Records for the task section start
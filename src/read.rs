// Copyright 2017 Brian Langenberger
//
// Licensed under the Apache License, Version 2.0 <LICENSE-APACHE or
// http://www.apache.org/licenses/LICENSE-2.0> or the MIT license
// <LICENSE-MIT or http://opensource.org/licenses/MIT>, at your
// option. This file may not be copied, modified, or distributed
// except according to those terms.

//! Traits and implementations for reading bits from a byte source.
//!
//! ## Example
//! ```
//! use std::io::Cursor;
//! use std::io::Read;
//! use bit_io::{BitRead, BitReader};
//!
//! let data: [u8; 6] = [0xB1, 0xED, 0x3B, 0xC1, 0xFE, 0xED];
//! let mut cursor = Cursor::new(&data);
//! {
//!     let mut reader = BitReader::new(&mut cursor);
//!     assert_eq!(reader.read_int(true, 2).unwrap(), 2);
//!     assert_eq!(reader.read_int(false, 3).unwrap(), -2);
//!     assert_eq!(reader.read_byte(true, 5).unwrap(), 7);
//!     assert_eq!(reader.read_int(true, 3).unwrap(), 5);
//!     assert_eq!(reader.read_long(true, 19).unwrap(), 0x53BC1);
//!     assert!(reader.is_byte_aligned());
//!     assert_eq!(reader.byte_count(), 4);
//! }
//!
//! // the wrapped source can be used once bit reading is finished
//! // at exactly the position one would expect
//! let mut rest = [0; 2];
//! cursor.read_exact(&mut rest).unwrap();
//! assert_eq!(rest, [0xFE, 0xED]);
//! ```

use super::width;
use super::{BitDecoder, BitReadable, ByteSource, Detachable, Error, Result};

/// For reading values of arbitrary bit width from a stream,
/// most significant bit first.
///
/// Only [`read_unsigned8`](BitRead::read_unsigned8) and the two
/// position accessors need implementing; every typed read is
/// assembled from 8-bit chunks taken from it.
pub trait BitRead {
    /// Reads an unsigned value of `size` bits, where `size` is
    /// between 1 and 8 inclusive.
    fn read_unsigned8(&mut self, size: u32) -> Result<u8>;

    /// Returns the number of whole bytes taken from the source so far.
    fn byte_count(&self) -> u64;

    /// Returns the number of bits already consumed
    /// from the current byte, in `0..8`.
    fn bit_index(&self) -> u32;

    /// Returns true if the stream is aligned at a whole byte.
    #[inline]
    fn is_byte_aligned(&self) -> bool {
        self.bit_index() == 0
    }

    /// Reads an unsigned value of `size` bits, where `size` is
    /// between 1 and 16 inclusive.
    fn read_unsigned16(&mut self, size: u32) -> Result<u16> {
        width::require_valid_unsigned16(size)?;
        let quotient = size / 8;
        let remainder = size % 8;
        let mut value = 0u16;
        if remainder > 0 {
            value = u16::from(self.read_unsigned8(remainder)?);
        }
        for _ in 0..quotient {
            value = (value << 8) | u16::from(self.read_unsigned8(8)?);
        }
        Ok(value)
    }

    /// Reads a value of `size` bits.
    ///
    /// Unsigned values may use up to 32 bits; a full 32-bit
    /// read returns the raw bit pattern.
    /// Signed values may use up to 31 bits and are sign-extended.
    ///
    /// # Errors
    ///
    /// `InvalidWidth` if `size` is out of range, in which case
    /// nothing is consumed.
    fn read_int(&mut self, unsigned: bool, size: u32) -> Result<i32> {
        width::require_valid_int_size(unsigned, size)?;
        if !unsigned {
            let magnitude = size - 1;
            let sign = self.read_int(true, 1)?;
            let value = if magnitude > 0 {
                self.read_int(true, magnitude)?
            } else {
                0
            };
            return Ok(if sign == 0 {
                value
            } else {
                value + (-1 << magnitude)
            });
        }
        let quotient = size / 16;
        let remainder = size % 16;
        let mut value = 0u32;
        if remainder > 0 {
            value = u32::from(self.read_unsigned16(remainder)?);
        }
        for _ in 0..quotient {
            value = (value << 16) | u32::from(self.read_unsigned16(16)?);
        }
        Ok(value as i32)
    }

    /// Reads a value of `size` bits.
    ///
    /// Unsigned values may use up to 64 bits; a full 64-bit
    /// read returns the raw bit pattern.
    /// Signed values may use up to 63 bits and are sign-extended.
    fn read_long(&mut self, unsigned: bool, size: u32) -> Result<i64> {
        width::require_valid_long_size(unsigned, size)?;
        if !unsigned {
            let magnitude = size - 1;
            let sign = self.read_long(true, 1)?;
            let value = if magnitude > 0 {
                self.read_long(true, magnitude)?
            } else {
                0
            };
            return Ok(if sign == 0 {
                value
            } else {
                value + (-1 << magnitude)
            });
        }
        let quotient = size / 31;
        let remainder = size % 31;
        let mut value = 0u64;
        if remainder > 0 {
            value = u64::from(self.read_int(true, remainder)? as u32);
        }
        for _ in 0..quotient {
            value = (value << 31) | u64::from(self.read_int(true, 31)? as u32);
        }
        Ok(value as i64)
    }

    /// Reads a single bit.
    #[inline]
    fn read_bool(&mut self) -> Result<bool> {
        self.read_int(true, 1).map(|bit| bit == 1)
    }

    /// Reads a byte value of `size` bits
    /// (up to 8 unsigned, 7 signed).
    fn read_byte(&mut self, unsigned: bool, size: u32) -> Result<i8> {
        width::require_valid_byte_size(unsigned, size)?;
        self.read_int(unsigned, size).map(|value| value as i8)
    }

    /// Reads a short value of `size` bits
    /// (up to 16 unsigned, 15 signed).
    fn read_short(&mut self, unsigned: bool, size: u32) -> Result<i16> {
        width::require_valid_short_size(unsigned, size)?;
        self.read_int(unsigned, size).map(|value| value as i16)
    }

    /// Reads a UTF-16 code unit of up to 16 bits.
    fn read_char(&mut self, size: u32) -> Result<u16> {
        width::require_valid_char_size(size)?;
        self.read_int(true, size).map(|value| value as u16)
    }

    /// Reads 32 bits as a raw IEEE-754 bit pattern.
    #[inline]
    fn read_float(&mut self) -> Result<f32> {
        self.read_int(true, 32)
            .map(|bits| f32::from_bits(bits as u32))
    }

    /// Reads 64 bits as a raw IEEE-754 bit pattern.
    #[inline]
    fn read_double(&mut self) -> Result<f64> {
        self.read_long(true, 64)
            .map(|bits| f64::from_bits(bits as u64))
    }

    /// Completely fills the given buffer with whole bytes,
    /// 8 bits per byte.
    fn read_bytes(&mut self, buf: &mut [u8]) -> Result<()> {
        for b in buf.iter_mut() {
            *b = self.read_unsigned8(8)?;
        }
        Ok(())
    }

    /// Reads a value which knows its own layout.
    #[inline]
    fn read_object<T>(&mut self) -> Result<T>
    where
        Self: Sized,
        T: BitReadable,
    {
        T::read_from(self)
    }

    /// Reads a presence bit, followed by the value itself if present.
    fn read_nullable_object<T>(&mut self) -> Result<Option<T>>
    where
        Self: Sized,
        T: BitReadable,
    {
        if self.read_bool()? {
            T::read_from(self).map(Some)
        } else {
            Ok(None)
        }
    }

    /// Asks `decoder` to read a value from this reader.
    ///
    /// # Errors
    ///
    /// `NullDecoder` if `decoder` is `None`.
    fn read_object_with<T, D>(&mut self, decoder: Option<&D>) -> Result<T>
    where
        Self: Sized,
        D: BitDecoder<T> + ?Sized,
    {
        decoder.ok_or(Error::NullDecoder)?.decode(self)
    }

    /// Discards bits until the number of bytes taken from the
    /// source since the stream began is a multiple of `bytes`,
    /// returning the number of bits discarded.
    ///
    /// This mirrors [`BitWrite::align`](crate::BitWrite::align)
    /// and consumes exactly the padding it produces.
    ///
    /// # Errors
    ///
    /// `InvalidArgument` if `bytes` is 0.
    fn align(&mut self, bytes: u64) -> Result<u64> {
        if bytes == 0 {
            return Err(Error::InvalidArgument("alignment must be positive"));
        }
        let mut bits = 0;
        let index = self.bit_index();
        if index > 0 {
            self.read_unsigned8(8 - index)?;
            bits += u64::from(8 - index);
        }
        let remainder = self.byte_count() % bytes;
        let octets = if remainder > 0 { bytes - remainder } else { 0 };
        for _ in 0..octets {
            self.read_unsigned8(8)?;
            bits += 8;
        }
        log::trace!("aligned to {} byte(s) skipping {} padding bits", bytes, bits);
        Ok(bits)
    }
}

impl<R: BitRead + ?Sized> BitRead for &mut R {
    #[inline]
    fn read_unsigned8(&mut self, size: u32) -> Result<u8> {
        (**self).read_unsigned8(size)
    }

    #[inline]
    fn byte_count(&self) -> u64 {
        (**self).byte_count()
    }

    #[inline]
    fn bit_index(&self) -> u32 {
        (**self).bit_index()
    }
}

/// For reading bit values from an underlying byte source,
/// most significant bit first.
pub struct BitReader<S: ByteSource> {
    source: S,
    pending: [bool; 8],
    index: u32,
    count: u64,
}

impl<S: ByteSource> BitReader<S> {
    /// Wraps a bit reader around a byte source.
    pub fn new(source: S) -> BitReader<S> {
        BitReader {
            source,
            pending: [false; 8],
            index: 0,
            count: 0,
        }
    }

    /// Returns a reference to the underlying source.
    #[inline]
    pub fn get_ref(&self) -> &S {
        &self.source
    }

    /// Returns a mutable reference to the underlying source.
    #[inline]
    pub fn get_mut(&mut self) -> &mut S {
        &mut self.source
    }

    /// Unwraps the underlying source.
    /// Unread bits in the current byte are lost.
    #[inline]
    pub fn into_inner(self) -> S {
        self.source
    }

    /// Swaps in a new source and returns the old one.
    ///
    /// The partially consumed byte and byte count carry over unchanged.
    pub fn rebind(&mut self, source: S) -> S {
        log::trace!(
            "rebinding reader at byte {} bit {}",
            self.count,
            self.index
        );
        core::mem::replace(&mut self.source, source)
    }

    fn octet(&mut self) -> Result<u8> {
        match self.source.read_byte()? {
            Some(byte) => {
                self.count += 1;
                Ok(byte)
            }
            None => {
                log::debug!("byte source exhausted after {} bytes", self.count);
                Err(Error::UnexpectedEndOfInput)
            }
        }
    }
}

impl<S: ByteSource> BitReader<Detachable<S>> {
    /// Creates a reader with no source bound yet.
    /// Reads fail with a `NotConnected` I/O error
    /// until [`bind`](BitReader::bind) is called.
    pub fn detached() -> Self {
        BitReader::new(Detachable::unbound())
    }

    /// Binds `source`, returning whichever source was bound before.
    pub fn bind(&mut self, source: S) -> Option<S> {
        log::trace!("binding reader at byte {} bit {}", self.count, self.index);
        self.source.bind(source)
    }
}

impl<S: ByteSource> BitRead for BitReader<S> {
    fn read_unsigned8(&mut self, size: u32) -> Result<u8> {
        width::require_valid_unsigned8(size)?;

        if size == 8 && self.index == 0 {
            return self.octet();
        }

        let available = 8 - self.index;
        if size > available {
            let required = size - available;
            let high = self.read_unsigned8(available)?;
            let low = self.read_unsigned8(required)?;
            return Ok((high << required) | low);
        }

        if self.index == 0 {
            let octet = self.octet()?;
            for (i, flag) in self.pending.iter_mut().enumerate() {
                *flag = (octet >> (7 - i)) & 1 == 1;
            }
        }

        let start = self.index as usize;
        let end = start + size as usize;
        let value = self.pending[start..end]
            .iter()
            .fold(0u8, |acc, &bit| (acc << 1) | u8::from(bit));
        self.index += size;
        if self.index == 8 {
            self.index = 0;
        }
        Ok(value)
    }

    #[inline]
    fn byte_count(&self) -> u64 {
        self.count
    }

    #[inline]
    fn bit_index(&self) -> u32 {
        self.index
    }
}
Records for the task section end
--- Exercise details ---
Find every line in the entries that includes the word "data", then state how many there are and nothing else.

--- Answer to this task ---
2